Final answer:
To find the probability that a person has illness A given that they show symptoms H, we can use Bayes' theorem. Bayes' theorem states that P(A|H) = (P(H|A) * P(A)) / P(H).
Step-by-step explanation:
To find the probability that a person has illness A given that they show symptoms H, we can use Bayes' theorem. Bayes' theorem states that P(A|H) = (P(H|A) * P(A)) / P(H), where P(A|H) is the probability of having illness A given symptoms H, P(H|A) is the probability of having symptoms H given illness A, P(A) is the probability of having illness A, and P(H) is the probability of having symptoms H.

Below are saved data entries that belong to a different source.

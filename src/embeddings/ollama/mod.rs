
use serde::{Deserialize, Serialize};
use std::time::Duration;
use tracing::{debug, info, warn};
use url::Url;

use super::{Embedder, Embedding, ensure_uniform_dimension};
use crate::config::EmbedderConfig;
use crate::http::{HttpTransport, endpoint};
use crate::{RagError, Result};

/// Embedding backend speaking the Ollama `/api/embed` protocol
#[derive(Debug, Clone)]
pub struct OllamaEmbedder {
    base_url: Url,
    model: String,
    batch_size: usize,
    transport: HttpTransport,
}

#[derive(Debug, Serialize)]
struct EmbedRequest<'a> {
    model: &'a str,
    input: &'a [String],
}

#[derive(Debug, Deserialize)]
struct EmbedResponse {
    embeddings: Vec<Vec<f32>>,
}

#[derive(Debug, Deserialize)]
pub struct ModelInfo {
    pub name: String,
    pub size: Option<u64>,
    pub digest: Option<String>,
}

#[derive(Debug, Deserialize)]
struct ModelsResponse {
    models: Vec<ModelInfo>,
}

impl OllamaEmbedder {
    #[inline]
    pub fn new(config: &EmbedderConfig) -> Result<Self> {
        let transport = HttpTransport::new(Duration::from_secs(config.timeout_seconds))
            .with_retry_attempts(config.retry_attempts);

        Ok(Self {
            base_url: config.url.clone(),
            model: config.model.clone(),
            batch_size: config.batch_size.max(1) as usize,
            transport,
        })
    }

    #[inline]
    pub fn with_timeout(mut self, timeout: Duration) -> Self {
        self.transport = self.transport.with_timeout(timeout);
        self
    }

    #[inline]
    pub fn with_retry_attempts(mut self, attempts: u32) -> Self {
        self.transport = self.transport.with_retry_attempts(attempts);
        self
    }

    /// Test connection to the Ollama server and verify model availability
    #[inline]
    pub fn health_check(&self) -> Result<()> {
        debug!("Performing health check for Ollama at {}", self.base_url);

        let models = self.list_models()?;

        if models.iter().any(|m| m.name == self.model) {
            info!(
                "Health check passed for Ollama server at {} with model {}",
                self.base_url, self.model
            );
            Ok(())
        } else {
            let available: Vec<&str> = models.iter().map(|m| m.name.as_str()).collect();
            warn!(
                "Model {} not found. Available models: {:?}",
                self.model, available
            );
            Err(RagError::Embedding(format!(
                "model '{}' is not available, available models: {:?}",
                self.model, available
            )))
        }
    }

    /// List all models the server has pulled
    #[inline]
    pub fn list_models(&self) -> Result<Vec<ModelInfo>> {
        let url = endpoint(&self.base_url, "api/tags")
            .map_err(|e| RagError::Config(format!("invalid Ollama URL: {}", e)))?;

        let response_text = self
            .transport
            .get(&url)
            .map_err(|e| RagError::Embedding(format!("failed to fetch models: {}", e)))?;

        let models: ModelsResponse = serde_json::from_str(&response_text)
            .map_err(|e| RagError::Embedding(format!("failed to parse models response: {}", e)))?;

        debug!("Found {} models", models.models.len());
        Ok(models.models)
    }

    fn embed_single_batch(&self, texts: &[String]) -> Result<Vec<Embedding>> {
        let url = endpoint(&self.base_url, "api/embed")
            .map_err(|e| RagError::Config(format!("invalid Ollama URL: {}", e)))?;

        let request = EmbedRequest {
            model: &self.model,
            input: texts,
        };

        let response_text = self
            .transport
            .post_json(&url, &request)
            .map_err(|e| RagError::Embedding(format!("Ollama embed request failed: {}", e)))?;

        let response: EmbedResponse = serde_json::from_str(&response_text).map_err(|e| {
            RagError::Embedding(format!("failed to parse embedding response: {}", e))
        })?;

        if response.embeddings.len() != texts.len() {
            return Err(RagError::Embedding(format!(
                "mismatch between request and response counts: {} vs {}",
                texts.len(),
                response.embeddings.len()
            )));
        }

        response
            .embeddings
            .into_iter()
            .map(Embedding::new)
            .collect()
    }
}

impl Embedder for OllamaEmbedder {
    #[inline]
    fn embed(&self, text: &str) -> Result<Embedding> {
        debug!("Generating embedding for text (length: {})", text.len());

        let mut embeddings = self.embed_single_batch(&[text.to_string()])?;
        embeddings
            .pop()
            .ok_or_else(|| RagError::Embedding("no embedding returned".into()))
    }

    #[inline]
    fn embed_many(&self, texts: &[String]) -> Result<Vec<Embedding>> {
        if texts.is_empty() {
            return Ok(Vec::new());
        }

        debug!("Generating embeddings for {} texts", texts.len());

        let mut results = Vec::with_capacity(texts.len());

        // Process in batches to avoid overwhelming the server
        for chunk in texts.chunks(self.batch_size) {
            results.extend(self.embed_single_batch(chunk)?);
        }

        ensure_uniform_dimension(&results)?;
        debug!("Generated {} embeddings total", results.len());
        Ok(results)
    }
}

Given the information provided, P(H|A) = 0.90, P(H|B) = 0.95, P(H|C) = 0.75, P(A) = 0.01, P(B) = 0.005, P(C) = 0.02.
To calculate P(H), we can use the law of total probability. P(H) = P(H|A) * P(A) + P(H|B) * P(B) + P(H|C) * P(C).
Plugging the values into the formula, we get P(H) = (0.90 * 0.01) + (0.95 * 0.005) + (0.75 * 0.02) = 0.02335.
Finally, we can calculate P(A|H) using Bayes' theorem. P(A|H) = (0.90 * 0.01) / 0.02335 ≈ 0.386 (or 38.6%).